Mitsubishi Carbon fiber dash trim kits transform the interior of your car the way a new paint job transforms the exterior. There's no point in spending hundreds of dollars buffing up your car's exterior without paying some attention to what's inside. After all, the inside of the car is what you see when you're driving. The carbon dashboard is right there in front of you, mile after mile.

Mitsubishi Carbon fiber dash trim kits can make your car's interior look like a space-age future car or just give it a subtle aesthetic "facelift" that will make you a happier driver. Until relatively recently, most dash trim kits you could buy were wood grain. Wood grain adds a nice, old-world feel to an automotive interior. But that look isn't appropriate to every car and to every taste.

Carbon fiber is very strong for its weight; it can be stronger than steel. For this reason, carbon fiber has been used in airplanes and even in the space shuttle to replace heavier metals. The lighter the plane, the less fuel needed to fly it. In days of unstable oil prices, with airlines raising the cost of tickets to make up for losses on fuel, carbon fiber is arriving just in time. Carbon fiber dash trim truly is space-age stuff.
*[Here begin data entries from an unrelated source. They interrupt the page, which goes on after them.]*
//! Bounded TTL cache of per-document results keyed by fingerprint.
//!
//! - Reads take the map read lock; access counts are atomics on the entry.
//! - Expired entries read as misses but stay in the map until the next prune.
//! - When an insert would exceed capacity, `prune` runs first and evicts the
//!   oldest 20% by insertion time (not by access recency).

use std::collections::HashMap;
use std::sync::atomic::{AtomicU64, Ordering};
use std::sync::Arc;
use std::time::Duration;

use parking_lot::RwLock;
use serde::{Deserialize, Serialize};
use serde_json::Value;
use tokio::sync::watch;
use tracing::{debug, info};

use super::classifier::Fingerprint;
use super::error::OptimizerError;
use super::executor::Spawn;
use crate::config::CacheConfig;
use crate::util::clock::now_ms;

/// A capacity prune evicts one in this many live entries (20%).
const EVICTION_DIVISOR: usize = 5;

/// A cached result as returned to callers.
#[derive(Debug, Clone, PartialEq, Serialize, Deserialize)]
pub struct CacheEntry {
    /// Result payload.
    pub payload: Value,
    /// Insertion time in milliseconds since the epoch.
    pub inserted_at_ms: u128,
    /// Number of hits served, including this one.
    pub access_count: u64,
}

struct StoredEntry {
    payload: Value,
    inserted_at_ms: u128,
    access_count: AtomicU64,
}

/// What a prune removed.
#[derive(Debug, Clone, Copy, Default, PartialEq, Eq, Serialize, Deserialize)]
pub struct PruneReport {
    /// Entries removed because their TTL had elapsed.
    pub expired: usize,
    /// Live entries evicted to free capacity.
    pub evicted: usize,
}

impl PruneReport {
    /// Total entries removed.
    #[must_use]
    pub const fn total(&self) -> usize {
        self.expired + self.evicted
    }
}

/// Cache statistics snapshot.
#[derive(Debug, Clone, Default, PartialEq, Serialize, Deserialize)]
pub struct CacheStats {
    /// Entries physically present, including expired ones not yet pruned.
    pub entries: usize,
    /// Configured capacity.
    pub capacity: usize,
    /// Cumulative hits.
    pub hits: u64,
    /// Cumulative misses.
    pub misses: u64,
    /// `hits / (hits + misses)`, 0 when there were no lookups.
    pub hit_rate: f64,
    /// Cumulative capacity evictions.
    pub evictions: u64,
    /// Cumulative expired-entry removals.
    pub expirations: u64,
    /// Cumulative rejected writes.
    pub rejected_writes: u64,
}

#[derive(Debug, Default)]
struct CacheCounters {
    hits: AtomicU64,
    misses: AtomicU64,
    evictions: AtomicU64,
    expirations: AtomicU64,
    rejected_writes: AtomicU64,
}

/// Concurrency-safe result cache.
pub struct ResultCache {
    config: CacheConfig,
    entries: RwLock<HashMap<Fingerprint, StoredEntry>>,
    counters: CacheCounters,
}

impl ResultCache {
    /// Create an empty cache.
    #[must_use]
    pub fn new(config: CacheConfig) -> Self {
        Self {
            entries: RwLock::new(HashMap::with_capacity(config.capacity.min(4096))),
            config,
            counters: CacheCounters::default(),
        }
    }

    /// Configured entry lifetime.
    #[must_use]
    pub const fn ttl(&self) -> Duration {
        self.config.ttl()
    }

    fn is_expired(&self, inserted_at_ms: u128, now_ms: u128) -> bool {
        now_ms.saturating_sub(inserted_at_ms) > u128::from(self.config.ttl_ms)
    }

    /// Look up a fingerprint at the current time.
    pub fn get(&self, fingerprint: &Fingerprint) -> Option<CacheEntry> {
        self.get_at(fingerprint, now_ms())
    }

    /// Look up a fingerprint as of `now_ms`. Counts a hit or a miss.
    pub fn get_at(&self, fingerprint: &Fingerprint, now_ms: u128) -> Option<CacheEntry> {
        let entries = self.entries.read();
        let hit = entries
            .get(fingerprint)
            .filter(|entry| !self.is_expired(entry.inserted_at_ms, now_ms))
            .map(|entry| CacheEntry {
                payload: entry.payload.clone(),
                inserted_at_ms: entry.inserted_at_ms,
                access_count: entry.access_count.fetch_add(1, Ordering::Relaxed) + 1,
            });
        drop(entries);

        if hit.is_some() {
            self.counters.hits.fetch_add(1, Ordering::Relaxed);
        } else {
            self.counters.misses.fetch_add(1, Ordering::Relaxed);
        }
        hit
    }

    /// Store a result at the current time.
    ///
    /// # Errors
    ///
    /// Returns [`OptimizerError::CacheWrite`] if the payload exceeds the
    /// configured entry size; the cache is left unchanged.
    pub fn put(&self, fingerprint: Fingerprint, payload: Value) -> Result<(), OptimizerError> {
        self.put_at(fingerprint, payload, now_ms())
    }

    /// Store a result as of `now_ms`, overwriting any previous entry.
    ///
    /// # Errors
    ///
    /// Returns [`OptimizerError::CacheWrite`] if the payload exceeds the
    /// configured entry size.
    pub fn put_at(&self, fingerprint: Fingerprint, payload: Value, now_ms: u128) -> Result<(), OptimizerError> {
        let size = serde_json::to_vec(&payload)
            .map_err(|e| OptimizerError::CacheWrite(format!("payload not serializable: {e}")))?
            .len();
        if size > self.config.max_entry_bytes {
            self.counters.rejected_writes.fetch_add(1, Ordering::Relaxed);
            return Err(OptimizerError::CacheWrite(format!(
                "payload of {size} bytes exceeds limit of {} bytes",
                self.config.max_entry_bytes
            )));
        }

        let mut entries = self.entries.write();
        if !entries.contains_key(&fingerprint) && entries.len() >= self.config.capacity {
            let report = self.prune_locked(&mut entries, now_ms);
            debug!(expired = report.expired, evicted = report.evicted, "cache pruned before insert");
        }
        entries.insert(
            fingerprint,
            StoredEntry {
                payload,
                inserted_at_ms: now_ms,
                access_count: AtomicU64::new(0),
            },
        );
        Ok(())
    }

    /// Remove expired entries, then evict the oldest 20% of what remains.
    pub fn prune(&self) -> PruneReport {
        let mut entries = self.entries.write();
        let report = self.prune_locked(&mut entries, now_ms());
        drop(entries);
        if report.total() > 0 {
            info!(expired = report.expired, evicted = report.evicted, "cache pruned");
        }
        report
    }

    /// Remove only expired entries.
    pub fn prune_expired(&self) -> usize {
        self.prune_expired_at(now_ms())
    }

    /// Remove entries expired as of `now_ms`.
    pub fn prune_expired_at(&self, now_ms: u128) -> usize {
        let mut entries = self.entries.write();
        self.remove_expired(&mut entries, now_ms)
    }

    fn remove_expired(&self, entries: &mut HashMap<Fingerprint, StoredEntry>, now_ms: u128) -> usize {
        let before = entries.len();
        entries.retain(|_, entry| !self.is_expired(entry.inserted_at_ms, now_ms));
        let removed = before - entries.len();
        self.counters.expirations.fetch_add(removed as u64, Ordering::Relaxed);
        removed
    }

    fn prune_locked(&self, entries: &mut HashMap<Fingerprint, StoredEntry>, now_ms: u128) -> PruneReport {
        let expired = self.remove_expired(entries, now_ms);
        if entries.is_empty() {
            return PruneReport { expired, evicted: 0 };
        }

        let to_evict = entries.len().div_ceil(EVICTION_DIVISOR).max(1);

        let mut by_age: Vec<(u128, Fingerprint)> = entries
            .iter()
            .map(|(fp, entry)| (entry.inserted_at_ms, fp.clone()))
            .collect();
        by_age.sort_unstable();
        for (_, fp) in by_age.into_iter().take(to_evict) {
            entries.remove(&fp);
        }
        self.counters.evictions.fetch_add(to_evict as u64, Ordering::Relaxed);
        PruneReport {
            expired,
            evicted: to_evict,
        }
    }

    /// Entries physically present, including expired ones not yet pruned.
    #[must_use]
    pub fn len(&self) -> usize {
        self.entries.read().len()
    }

    /// True when no entries are present.
    #[must_use]
    pub fn is_empty(&self) -> bool {
        self.entries.read().is_empty()
    }

    /// Drop every entry. Counters are kept.
    pub fn clear(&self) {
        self.entries.write().clear();
    }

    /// Cumulative hit rate.
    #[must_use]
    pub fn hit_rate(&self) -> f64 {
        let hits = self.counters.hits.load(Ordering::Relaxed);
        let misses = self.counters.misses.load(Ordering::Relaxed);
        ratio(hits, hits + misses)
    }

    /// Current statistics.
    #[must_use]
    pub fn stats(&self) -> CacheStats {
        let hits = self.counters.hits.load(Ordering::Relaxed);
        let misses = self.counters.misses.load(Ordering::Relaxed);
        CacheStats {
            entries: self.len(),
            capacity: self.config.capacity,
            hits,
            misses,
            hit_rate: ratio(hits, hits + misses),
            evictions: self.counters.evictions.load(Ordering::Relaxed),
            expirations: self.counters.expirations.load(Ordering::Relaxed),
            rejected_writes: self.counters.rejected_writes.load(Ordering::Relaxed),
        }
    }

    /// Run a background sweep of expired entries every `prune_interval_ms`
    /// until `stop` flips to `true`.
    pub fn spawn_pruner<S: Spawn>(self: &Arc<Self>, spawner: &S, mut stop: watch::Receiver<bool>) {
        let cache = Arc::clone(self);
        let period = Duration::from_millis(self.config.prune_interval_ms);
        spawner.spawn(async move {
            let mut ticker = tokio::time::interval(period);
            ticker.tick().await;
            loop {
                tokio::select! {
                    _ = ticker.tick() => {
                        let removed = cache.prune_expired();
                        if removed > 0 {
                            debug!(removed, "background sweep removed expired cache entries");
                        }
                    }
                    changed = stop.changed() => {
                        if changed.is_err() || *stop.borrow() {
                            break;
                        }
                    }
                }
            }
            debug!("cache pruner stopped");
        });
    }
}

#[allow(clippy::cast_precision_loss)]
pub(crate) fn ratio(part: u64, whole: u64) -> f64 {
    if whole == 0 {
        0.0
    } else {
        part as f64 / whole as f64
    }
}

impl std::fmt::Debug for ResultCache {
    fn fmt(&self, f: &mut std::fmt::Formatter<'_>) -> std::fmt::Result {
        f.debug_struct("ResultCache")
            .field("config", &self.config)
            .field("entries", &self.len())
            .finish_non_exhaustive()
    }
}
Mitsubishi Motors Corporation is the sixth largest automaker in Japan and the seventeenth largest in the world by global vehicle production. It is part of the Mitsubishi keiretsu, formerly the biggest industrial group in Japan, and was formed in 1970 from the automotive division of Mitsubishi Heavy Industries. The company has its headquarters in Minato, Tokyo.
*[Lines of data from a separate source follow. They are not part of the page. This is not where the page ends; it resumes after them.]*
//! Tests for utility functions

use docpipe::util::{init_tracing, now_ms};

#[test]
fn test_now_ms_is_monotonic_enough() {
    let a = now_ms();
    std::thread::sleep(std::time::Duration::from_millis(5));
    let b = now_ms();
    assert!(b >= a + 5);
}

#[test]
fn test_init_tracing_is_idempotent() {
    init_tracing();
    init_tracing();
    tracing::info!("tracing initialised twice without panicking");
}
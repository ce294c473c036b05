//! Tabular text input and output

mod input;
mod output;

pub use input::{parse_mesh, read_mesh};
pub use output::{
    read_results, read_results_file, write_results, write_results_file, ResultRow, RESULT_HEADER,
};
Throughout its history it has courted alliances with foreign partners, a strategy pioneered by their first president Tomio Kubo to encourage expansion, and continued by his successors. A significant stake was sold to Chrysler Corporation in 1971 which it held for 22 years, while DaimlerChrysler was a controlling shareholder between 2000 and 2005. Long term joint manufacturing and technology licencing deals with the Hyundai Motor Company in South Korea and Proton in Malaysia were also forged, while in Europe the company co-owned the largest automobile manufacturing plant in the Netherlands with Volvo for ten years in the 1990s, before taking sole ownership in 2001.
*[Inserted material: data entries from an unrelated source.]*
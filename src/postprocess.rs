//! Stress recovery and nodal averaging

use log::warn;

use crate::elements::{Element, ElementStage};
use crate::error::{FEMError, FEMResult};
use crate::math::{Vec as FEVec, Vec3};

/// Run strain, stress and nodal extrapolation on every element
pub fn recover_element_stresses(elements: &mut [Element], displacement: &FEVec) -> FEMResult<()> {
    for element in elements.iter_mut() {
        let local = element.gather_displacement(displacement)?;
        element.compute_strain(&local)?;
        element.compute_stress()?;
        element.compute_nodal_stress()?;
    }
    Ok(())
}

/// Arithmetic mean of the extrapolated stress every element contributes to a node
///
/// Indexed by `node - 1`. Nodes no element references get a zero stress.
pub fn average_nodal_stresses(elements: &[Element], node_count: usize) -> FEMResult<Vec<Vec3>> {
    let mut sums = vec![Vec3::zeros(); node_count];
    let mut counts = vec![0usize; node_count];

    for element in elements {
        if element.stage() < ElementStage::NodalStressComputed {
            return Err(FEMError::OutOfOrderCall {
                element: element.number,
                operation: "average_nodal_stresses",
                stage: element.stage(),
            });
        }

        for (node, stress) in element.nodes().iter().zip(element.nodal_stresses()) {
            let index = node.number.checked_sub(1).filter(|&i| i < node_count).ok_or(
                FEMError::NodeNotFound {
                    element: element.number,
                    node: node.number,
                },
            )?;
            sums[index] += stress;
            counts[index] += 1;
        }
    }

    Ok(sums
        .into_iter()
        .zip(counts)
        .enumerate()
        .map(|(i, (sum, count))| {
            if count == 0 {
                warn!("Node {} is not referenced by any element, stress set to zero", i + 1);
                Vec3::zeros()
            } else {
                sum / count as f64
            }
        })
        .collect())
}

/// Principal stresses of a plane stress state, largest first
pub fn principal_stresses(sx: f64, sy: f64, txy: f64) -> (f64, f64) {
    let center = (sx + sy) / 2.0;
    let radius = ((sx - sy).powi(2) / 4.0 + txy.powi(2)).sqrt();
    (center + radius, center - radius)
}

/// Von Mises equivalent stress from the principal pair
pub fn von_mises(s1: f64, s2: f64) -> f64 {
    ((s1.powi(2) + s2.powi(2) + (s2 - s1).powi(2)) / 2.0).sqrt()
}

#[cfg(test)]
mod tests {
    use super::*;
    use crate::elements::{ElementKind, Material, NodeSnapshot};
    use approx::assert_relative_eq;

    fn snap(number: usize, x: f64, y: f64) -> NodeSnapshot {
        NodeSnapshot {
            number,
            x,
            y,
            constraint: [false, false],
        }
    }

    #[test]
    fn test_uniaxial_stress() {
        let (s1, s2) = principal_stresses(10.0, 0.0, 0.0);
        assert_relative_eq!(s1, 10.0);
        assert_relative_eq!(s2, 0.0);
        assert_relative_eq!(von_mises(s1, s2), 10.0);
    }

    #[test]
    fn test_pure_shear() {
        let (s1, s2) = principal_stresses(0.0, 0.0, 5.0);
        assert_relative_eq!(s1, 5.0);
        assert_relative_eq!(s2, -5.0);
        assert_relative_eq!(von_mises(s1, s2), 5.0 * 3.0_f64.sqrt(), epsilon = 1e-12);
    }

    #[test]
    fn test_principal_ordering() {
        let (s1, s2) = principal_stresses(-4.0, 7.0, 2.5);
        assert!(s1 >= s2);
        assert_relative_eq!(s1 + s2, 3.0, epsilon = 1e-12);
    }

    #[test]
    fn test_average_requires_nodal_stress() {
        let nodes = vec![snap(1, 0.0, 0.0), snap(2, 1.0, 0.0), snap(3, 1.0, 1.0), snap(4, 0.0, 1.0)];
        let element = Element::new(1, ElementKind::Quad4, nodes, 1, Material::default()).unwrap();
        assert!(matches!(
            average_nodal_stresses(&[element], 4),
            Err(FEMError::OutOfOrderCall { stage: ElementStage::Built, .. })
        ));
    }

    #[test]
    fn test_shared_nodes_averaged_orphans_zero() {
        let material = Material::new(100.0, 0.0, 1.0);
        let pts = [(0.0, 0.0), (1.0, 0.0), (2.0, 0.0), (0.0, 1.0), (1.0, 1.0), (2.0, 1.0)];
        let nodes = |ids: [usize; 4]| ids.iter().map(|&i| snap(i, pts[i - 1].0, pts[i - 1].1)).collect();
        let mut elements = vec![
            Element::new(1, ElementKind::Quad4, nodes([1, 2, 5, 4]), 1, material).unwrap(),
            Element::new(2, ElementKind::Quad4, nodes([2, 3, 6, 5]), 1, material).unwrap(),
        ];
        for e in elements.iter_mut() {
            e.compute_stiffness().unwrap();
        }

        // u = 0.01 x on six nodes plus an unused seventh node
        let mut u = FEVec::zeros(14);
        for (i, p) in pts.iter().enumerate() {
            u[2 * i] = 0.01 * p.0;
        }
        recover_element_stresses(&mut elements, &u).unwrap();

        let averaged = average_nodal_stresses(&elements, 7).unwrap();
        for s in &averaged[..6] {
            assert_relative_eq!(s[0], 1.0, epsilon = 1e-10);
            assert_relative_eq!(s[1], 0.0, epsilon = 1e-10);
        }
        assert_eq!(averaged[6], Vec3::zeros());
    }
}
Thanks to these alliances it benefitted strongly in the 1970s and '80s, increasing its annual production from 250,000 to over 1.5 million units. But its strong presence in south-east Asia meant it suffered more than most of its competitors in the aftermath of the 1997 East Asian financial crisis, and since then the company has struggled to consistently increase sales and maintain profitability.